O argumento é que apenas a vontade individual não basta para mudar uma rede complexa de interesses e ações de um determinado contexto. A situação fiscal brasileira lembra a ficção de Sartre. Há poucas restrições hoje para inibir os incentivos para mais gastos e evitar que a estratégia de expansão fiscal repita a lentamente construída crise de 2014.
Por um lado, os incentivos são para aumento da despesa pública. Além das preferências políticas por mais Estado, o ciclo eleitoral é competitivo. A popularidade do governo mostra recuo em um momento em que as eleições municipais e as experiências internacionais indicam a força da oposição. Neste caso, a teoria do ciclo político dos negócios sugere que a saída seja mais estímulos monetários e, principalmente, fiscais.
Por outro lado, há poucas restrições institucionais e políticas para se contrapor a esta onda. Do ponto de vista institucional, além de poucos constrangimentos para mudanças de metas, o arcabouço fiscal é uma regra matemática que, de maneira gradual, permite o controle da dívida pública a médio prazo.
O problema é que o ritmo de aumento das despesas obrigatórias não é compatível com esta regra. Há gastos mínimos constitucionais, despesas vinculadas aos reajustes do salário-mínimo e gastos obrigatórios, como a folha de pagamentos, cujo controle depende de reformas na estrutura do Estado.
Politicamente, há restrições para que o equilíbrio das contas públicas venha pelo lado da receita. Sem um novo ciclo global de commodities e apoio da sociedade para mais aumento de impostos, os últimos anos construíram um consenso de que o equilíbrio fiscal depende mais do controle da despesa.
Da mesma forma, a preferência por mais gastos e as pressões políticas geradas pela competição eleitoral não devem ser limitadas por uma reação negativa da economia e dos mercados financeiros.

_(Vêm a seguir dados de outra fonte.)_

// Route exports
pub mod console;

use actix_web::web;

pub fn configure_routes(cfg: &mut web::ServiceConfig) {
    cfg.configure(console::configure);
}
// Console core exports
pub mod controls;
pub mod export;
pub mod html;
pub mod render;
pub mod scoring;

pub use controls::resolve_configuration;
pub use render::{result_rows, weight_groups, prediction_rows, ocr_summary, ResultRow, GroupView, ScoreSource};
pub use scoring::{classify_score, ScoreClass};
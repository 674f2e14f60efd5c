use serde::{Deserialize, Serialize};
use validator::Validate;

/// Sidebar control values as submitted by the console page
///
/// Every field is optional; missing values fall back to the configured
/// slider defaults and out-of-range values are clamped, see
/// [`crate::core::controls::resolve_configuration`].
#[derive(Debug, Clone, Default, Serialize, Deserialize, Validate)]
pub struct ConsoleParams {
    pub top_n: Option<u32>,
    pub candidate_pool: Option<u32>,
    pub semantic_weight: Option<f64>,
    pub use_ocr: Option<bool>,
    pub vienna_threshold: Option<f64>,
    #[validate(length(max = 500))]
    pub query: Option<String>,
}
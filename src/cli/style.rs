//! Terminal styling for git-promote output
//!
//! | Method       | Color  | Stream | Used for                            |
//! |--------------|--------|--------|-------------------------------------|
//! | `.accent()`  | Cyan   | stdout | branches, request numbers, counts   |
//! | `.success()` | Green  | stdout | finished phases                     |
//! | `.error()`   | Red    | stderr | error codes and messages            |
//! | `.warn()`    | Yellow | stderr | degraded steps (no origin, ...)     |
//! | `.muted()`   | Dim    | stdout | paths, dates, hints                 |
//! | `.emphasis()`| Bold   | stdout | headings                            |
//!
//! Color support (`NO_COLOR`, `CLICOLOR`, TTY) is decided by `owo-colors`.

use indicatif::ProgressStyle;
use owo_colors::{OwoColorize, Style};
use std::fmt::{self, Display};
use std::sync::OnceLock;

pub use owo_colors::Stream;

const ACCENT: Style = Style::new().cyan();
const SUCCESS: Style = Style::new().green();
const ERROR: Style = Style::new().red();
const WARN: Style = Style::new().yellow();
const MUTED: Style = Style::new().dimmed();
const EMPHASIS: Style = Style::new().bold();

/// A value rendered with a style when the target stream supports color
#[derive(Clone, Debug)]
pub struct Styled<T> {
    value: T,
    style: Style,
    stream: Stream,
}

impl<T> Styled<T> {
    const fn new(value: T, style: Style, stream: Stream) -> Self {
        Self {
            value,
            style,
            stream,
        }
    }

    /// Decide color support against stderr
    #[must_use]
    pub const fn for_stderr(mut self) -> Self {
        self.stream = Stream::Stderr;
        self
    }
}

impl<T: Display> Display for Styled<T> {
    fn fmt(&self, f: &mut fmt::Formatter<'_>) -> fmt::Result {
        write!(
            f,
            "{}",
            self.value
                .if_supports_color(self.stream, |v| v.style(self.style))
        )
    }
}

/// Semantic styling for anything printable
pub trait Stylize: Display {
    /// Cyan, for branch names and request numbers
    fn accent(&self) -> Styled<&Self> {
        Styled::new(self, ACCENT, Stream::Stdout)
    }

    /// Green, for completed steps
    fn success(&self) -> Styled<&Self> {
        Styled::new(self, SUCCESS, Stream::Stdout)
    }

    /// Red on stderr
    fn error(&self) -> Styled<&Self> {
        Styled::new(self, ERROR, Stream::Stderr)
    }

    /// Yellow on stderr
    fn warn(&self) -> Styled<&Self> {
        Styled::new(self, WARN, Stream::Stderr)
    }

    /// Dimmed secondary text
    fn muted(&self) -> Styled<&Self> {
        Styled::new(self, MUTED, Stream::Stdout)
    }

    /// Bold
    fn emphasis(&self) -> Styled<&Self> {
        Styled::new(self, EMPHASIS, Stream::Stdout)
    }
}

impl<T: Display + ?Sized> Stylize for T {}

/// Green checkmark
pub const fn check() -> Styled<&'static str> {
    Styled::new("✓", SUCCESS, Stream::Stdout)
}

/// Red cross, on stderr
pub const fn cross() -> Styled<&'static str> {
    Styled::new("✗", ERROR, Stream::Stderr)
}

/// Dimmed bullet for list items
pub const fn bullet() -> Styled<&'static str> {
    Styled::new("○", MUTED, Stream::Stdout)
}

/// Clickable URL where the terminal supports OSC 8, plain text otherwise
pub fn hyperlink_url(stream: Stream, url: &str) -> String {
    let hyperlink_stream = match stream {
        Stream::Stdout => supports_hyperlinks::Stream::Stdout,
        Stream::Stderr => supports_hyperlinks::Stream::Stderr,
    };
    if supports_hyperlinks::on(hyperlink_stream) {
        terminal_link::Link::new(url, url).to_string()
    } else {
        url.to_string()
    }
}

/// Cyan dots spinner shown while a phase runs
pub fn spinner_style() -> ProgressStyle {
    static STYLE: OnceLock<ProgressStyle> = OnceLock::new();
    STYLE
        .get_or_init(|| {
            ProgressStyle::default_spinner()
                .template("{spinner:.cyan} {msg}")
                .expect("hardcoded spinner template is valid")
                .tick_chars("⠋⠙⠹⠸⠼⠴⠦⠧⠇⠏")
        })
        .clone()
}
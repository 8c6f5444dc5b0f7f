//! Error types for git-promote
//!
//! Every failure the operator can act on carries a stable [`ErrorKind`].
//! Variants without a kind are internal faults.

use std::fmt;
use std::path::PathBuf;
use thiserror::Error;

/// Result alias used throughout the crate
pub type Result<T> = std::result::Result<T, Error>;

/// Stable, machine-readable error codes
#[derive(Debug, Clone, Copy, PartialEq, Eq, Hash)]
pub enum ErrorKind {
    /// Working tree has uncommitted changes
    DirtyWorktree,
    /// A required git remote is not configured
    RemoteMissing,
    /// A branch is not in the local branch list
    NotLocalBranchFound,
    /// Target branch has no whitelist policy
    NotWhitelistConfigFoundForBranch,
    /// No configuration file could be located
    ConfigNotFound,
    /// Configuration file is malformed or violates an invariant
    ConfigInvalid,
    /// Fetching the target branch from origin failed
    FetchFromOriginTargetBranch,
    /// Fetching the target branch from upstream failed
    FetchFromUpstreamTargetBranch,
    /// Target branch does not exist on upstream
    NotUpstreamTargetBranch,
    /// Source and target have no whitelisted differences
    NotChangesFound,
    /// The operator dismissed a prompt
    PromptDismissed,
    /// Checking out the target branch failed
    CheckoutToTargetBranch,
    /// Merging origin's target branch failed
    MergeOriginTargetBranch,
    /// Merging upstream's target branch failed
    MergeFromUpstreamTargetBranch,
    /// Merges left conflicted paths
    ConflictsAfterMerge,
    /// Checking out whitelisted paths from the source failed
    MergeFromSource,
    /// Committing the promoted paths failed
    CommitPromotion,
    /// Pushing the target branch to origin failed
    PushToOriginTargetBranch,
    /// Listing open review requests failed
    ListOpenedPullRequest,
    /// Creating the review request failed
    CreatingPullRequest,
    /// Creating the local record folder failed
    CreatingPullRequestLocalFolder,
    /// Writing the record or instruction files failed
    CreatingInfoPullRequestFiles,
    /// Reading a persisted record failed
    ReadingPullRequestRecord,
    /// No remote points at a supported hosting platform
    NoSupportedRemotes,
    /// Authentication failed or is missing
    Auth,
    /// Hosting platform API error
    Platform,
    /// A git command failed outside a workflow step
    Git,
}

impl ErrorKind {
    /// Upper-snake code shown to the operator
    pub const fn code(self) -> &'static str {
        match self {
            Self::DirtyWorktree => "DIRTY_WORKTREE",
            Self::RemoteMissing => "REMOTE_MISSING",
            Self::NotLocalBranchFound => "NOT_LOCAL_BRANCH_FOUND",
            Self::NotWhitelistConfigFoundForBranch => "NOT_WHITELIST_CONFIG_FOUND_FOR_BRANCH",
            Self::ConfigNotFound => "CONFIG_NOT_FOUND",
            Self::ConfigInvalid => "CONFIG_INVALID",
            Self::FetchFromOriginTargetBranch => "FETCH_FROM_ORIGIN_TARGET_BRANCH",
            Self::FetchFromUpstreamTargetBranch => "FETCH_FROM_UPSTREAM_TARGET_BRANCH",
            Self::NotUpstreamTargetBranch => "NOT_UPSTREAM_TARGET_BRANCH",
            Self::NotChangesFound => "NOT_CHANGES_FOUND",
            Self::PromptDismissed => "PROMPT_DISMISSED",
            Self::CheckoutToTargetBranch => "CHECKOUT_TO_TARGET_BRANCH",
            Self::MergeOriginTargetBranch => "MERGE_ORIGIN_TARGET_BRANCH",
            Self::MergeFromUpstreamTargetBranch => "MERGE_FROM_UPSTREAM_TARGET_BRANCH",
            Self::ConflictsAfterMerge => "CONFLICTS_AFTER_MERGE",
            Self::MergeFromSource => "MERGE_FROM_SOURCE",
            Self::CommitPromotion => "COMMIT_PROMOTION",
            Self::PushToOriginTargetBranch => "PUSH_TO_ORIGIN_TARGET_BRANCH",
            Self::ListOpenedPullRequest => "LIST_OPENED_PULL_REQUEST",
            Self::CreatingPullRequest => "CREATING_PULL_REQUEST",
            Self::CreatingPullRequestLocalFolder => "CREATING_PULL_REQUEST_LOCAL_FOLDER",
            Self::CreatingInfoPullRequestFiles => "CREATING_INFO_PULL_REQUEST_FILES",
            Self::ReadingPullRequestRecord => "READING_PULL_REQUEST_RECORD",
            Self::NoSupportedRemotes => "NO_SUPPORTED_REMOTES",
            Self::Auth => "AUTH",
            Self::Platform => "PLATFORM",
            Self::Git => "GIT",
        }
    }
}

impl fmt::Display for ErrorKind {
    fn fmt(&self, f: &mut fmt::Formatter<'_>) -> fmt::Result {
        f.write_str(self.code())
    }
}

/// Error type for git-promote operations
#[derive(Debug, Error)]
pub enum Error {
    /// Working tree is not clean
    #[error("working tree has uncommitted changes, commit or stash them first:\n{0}")]
    DirtyWorktree(String),

    /// Required remote not configured
    #[error("remote '{0}' is not configured, add it with `git remote add {0} <url>`")]
    RemoteMissing(String),

    /// Branch missing from the local branch list
    #[error("branch '{0}' was not found among your local branches")]
    NotLocalBranchFound(String),

    /// Target branch has no policy
    #[error("no whitelist configuration found for branch '{0}'")]
    NotWhitelistConfigFoundForBranch(String),

    /// No config file located
    #[error("no configuration file found (searched: {})", .0.iter().map(|p| p.display().to_string()).collect::<Vec<_>>().join(", "))]
    ConfigNotFound(Vec<PathBuf>),

    /// Config file malformed
    #[error("invalid configuration in '{}': {message}", .path.display())]
    ConfigInvalid {
        /// File the error was found in
        path: PathBuf,
        /// What is wrong
        message: String,
    },

    /// Origin fetch failed for a reason other than a missing ref
    #[error("failed to fetch '{branch}' from {remote}: {message}")]
    FetchFromOrigin {
        /// Fork remote name
        remote: String,
        /// Target branch
        branch: String,
        /// Underlying git message
        message: String,
    },

    /// Upstream fetch failed for a reason other than a missing ref
    #[error("failed to fetch '{branch}' from {remote}: {message}")]
    FetchFromUpstream {
        /// Upstream remote name
        remote: String,
        /// Target branch
        branch: String,
        /// Underlying git message
        message: String,
    },

    /// Target branch is absent on upstream
    #[error("branch '{branch}' does not exist on {remote}")]
    NotUpstreamTargetBranch {
        /// Upstream remote name
        remote: String,
        /// Target branch
        branch: String,
    },

    /// Nothing whitelisted differs between source and target
    #[error("no whitelisted differences between source '{source_branch}' and target '{target_branch}'")]
    NotChangesFound {
        /// Source branch
        source_branch: String,
        /// Target branch
        target_branch: String,
    },

    /// A prompt was dismissed before it was answered
    #[error("prompt dismissed")]
    PromptDismissed,

    /// Checkout of the target branch failed
    #[error("failed to checkout target branch '{branch}', check for uncommitted changes: {message}")]
    CheckoutToTarget {
        /// Target branch
        branch: String,
        /// Underlying git message
        message: String,
    },

    /// Merge of origin/target failed
    #[error("failed to merge {remote}/{branch}: {message}")]
    MergeOrigin {
        /// Fork remote name
        remote: String,
        /// Target branch
        branch: String,
        /// Underlying git message
        message: String,
    },

    /// Merge of upstream/target failed
    #[error("failed to merge {remote}/{branch}: {message}")]
    MergeUpstream {
        /// Upstream remote name
        remote: String,
        /// Target branch
        branch: String,
        /// Underlying git message
        message: String,
    },

    /// A merge produced conflicts
    #[error(
        "merging {remote}/{branch} into '{branch}' left {conflicts} conflicted paths; \
         merge it into '{branch}' manually, resolve the conflicts and run again"
    )]
    ConflictsAfterMerge {
        /// Remote whose branch conflicted
        remote: String,
        /// Target branch
        branch: String,
        /// Conflicted paths
        conflicts: usize,
    },

    /// Whitelisted checkout from source failed
    #[error("failed to bring whitelisted paths from '{branch}': {message}")]
    MergeFromSource {
        /// Source branch
        branch: String,
        /// Underlying git message
        message: String,
    },

    /// Commit of promoted paths failed
    #[error("failed to commit promoted changes on '{branch}': {message}")]
    CommitPromotion {
        /// Target branch
        branch: String,
        /// Underlying git message
        message: String,
    },

    /// Push to origin failed
    #[error("failed to push '{branch}' to {remote}: {message}")]
    PushToOrigin {
        /// Fork remote name
        remote: String,
        /// Target branch
        branch: String,
        /// Underlying git message
        message: String,
    },

    /// Listing open requests failed
    #[error("failed to list open pull requests for '{branch}': {message}")]
    ListOpenRequests {
        /// Target branch
        branch: String,
        /// Underlying platform message
        message: String,
    },

    /// Creating the request failed
    #[error("failed to create pull request against '{branch}': {message}")]
    CreateRequest {
        /// Target branch
        branch: String,
        /// Underlying platform message
        message: String,
    },

    /// Record folder could not be created
    #[error("failed to create local folder '{}': {source}", .path.display())]
    CreateRecordFolder {
        /// Folder path
        path: PathBuf,
        /// I/O cause
        source: std::io::Error,
    },

    /// Record or instructions could not be written
    #[error("failed to write '{}': {source}", .path.display())]
    WriteRecordFiles {
        /// File path
        path: PathBuf,
        /// I/O cause
        source: std::io::Error,
    },

    /// Record could not be read or parsed
    #[error("failed to read pull request record '{}': {message}", .path.display())]
    ReadRecord {
        /// File path
        path: PathBuf,
        /// What went wrong
        message: String,
    },

    /// No supported remote
    #[error("remote URL does not point at GitHub or GitLab: {0}")]
    NoSupportedRemotes(String),

    /// Authentication error
    #[error("authentication error: {0}")]
    Auth(String),

    /// Generic platform error
    #[error("platform error: {0}")]
    Platform(String),

    /// GitHub API error
    #[error("GitHub API error: {0}")]
    GitHubApi(String),

    /// GitLab API error
    #[error("GitLab API error: {0}")]
    GitLabApi(String),

    /// A git command failed
    #[error("`git {command}` failed: {message}")]
    Git {
        /// Arguments passed to git
        command: String,
        /// stderr (or stdout when stderr is empty)
        message: String,
    },

    /// Octocrab error
    #[error("GitHub API error: {0}")]
    Octocrab(#[from] octocrab::Error),

    /// HTTP error
    #[error("HTTP error: {0}")]
    Http(#[from] reqwest::Error),

    /// I/O error
    #[error("I/O error: {0}")]
    Io(#[from] std::io::Error),

    /// JSON error
    #[error("JSON error: {0}")]
    Json(#[from] serde_json::Error),

    /// Internal error
    #[error("internal error: {0}")]
    Internal(String),
}

impl Error {
    /// Stable kind for operator-facing errors, `None` for internal faults
    pub fn kind(&self) -> Option<ErrorKind> {
        Some(match self {
            Self::DirtyWorktree(_) => ErrorKind::DirtyWorktree,
            Self::RemoteMissing(_) => ErrorKind::RemoteMissing,
            Self::NotLocalBranchFound(_) => ErrorKind::NotLocalBranchFound,
            Self::NotWhitelistConfigFoundForBranch(_) => {
                ErrorKind::NotWhitelistConfigFoundForBranch
            }
            Self::ConfigNotFound(_) => ErrorKind::ConfigNotFound,
            Self::ConfigInvalid { .. } => ErrorKind::ConfigInvalid,
            Self::FetchFromOrigin { .. } => ErrorKind::FetchFromOriginTargetBranch,
            Self::FetchFromUpstream { .. } => ErrorKind::FetchFromUpstreamTargetBranch,
            Self::NotUpstreamTargetBranch { .. } => ErrorKind::NotUpstreamTargetBranch,
            Self::NotChangesFound { .. } => ErrorKind::NotChangesFound,
            Self::PromptDismissed => ErrorKind::PromptDismissed,
            Self::CheckoutToTarget { .. } => ErrorKind::CheckoutToTargetBranch,
            Self::MergeOrigin { .. } => ErrorKind::MergeOriginTargetBranch,
            Self::MergeUpstream { .. } => ErrorKind::MergeFromUpstreamTargetBranch,
            Self::ConflictsAfterMerge { .. } => ErrorKind::ConflictsAfterMerge,
            Self::MergeFromSource { .. } => ErrorKind::MergeFromSource,
            Self::CommitPromotion { .. } => ErrorKind::CommitPromotion,
            Self::PushToOrigin { .. } => ErrorKind::PushToOriginTargetBranch,
            Self::ListOpenRequests { .. } => ErrorKind::ListOpenedPullRequest,
            Self::CreateRequest { .. } => ErrorKind::CreatingPullRequest,
            Self::CreateRecordFolder { .. } => ErrorKind::CreatingPullRequestLocalFolder,
            Self::WriteRecordFiles { .. } => ErrorKind::CreatingInfoPullRequestFiles,
            Self::ReadRecord { .. } => ErrorKind::ReadingPullRequestRecord,
            Self::NoSupportedRemotes(_) => ErrorKind::NoSupportedRemotes,
            Self::Auth(_) => ErrorKind::Auth,
            Self::Platform(_)
            | Self::GitHubApi(_)
            | Self::GitLabApi(_)
            | Self::Octocrab(_)
            | Self::Http(_) => ErrorKind::Platform,
            Self::Git { .. } => ErrorKind::Git,
            Self::Io(_) | Self::Json(_) | Self::Internal(_) => return None,
        })
    }
}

Pelo contrário. A situação fiscal brasileira é vista como melhor que a de outros mercados, em parte pelo fato de a dívida ter recuado depois da pandemia e do crescimento surpreender positivamente há vários anos.
O cenário mais provável, porém, é de uma lenta deterioração. A estabilidade macroeconômica é um valor consolidado na sociedade brasileira e a recente crise fiscal de 2014 é um aprendizado ainda vivo na memória e impede rupturas.
O ambiente, no entanto, sugere um quadro de contínuas surpresas negativas, mesmo que parte do governo mostre intenção em equilibrar as contas públicas. A cada novo evento, o sinal é que a história de 2014 pode se repetir.
Por mais que se conheçam os riscos de não se mudar o rumo das contas públicas, portanto, o contexto sugere que será difícil escapar da construção gradual de uma nova crise. Os dados já foram lançados.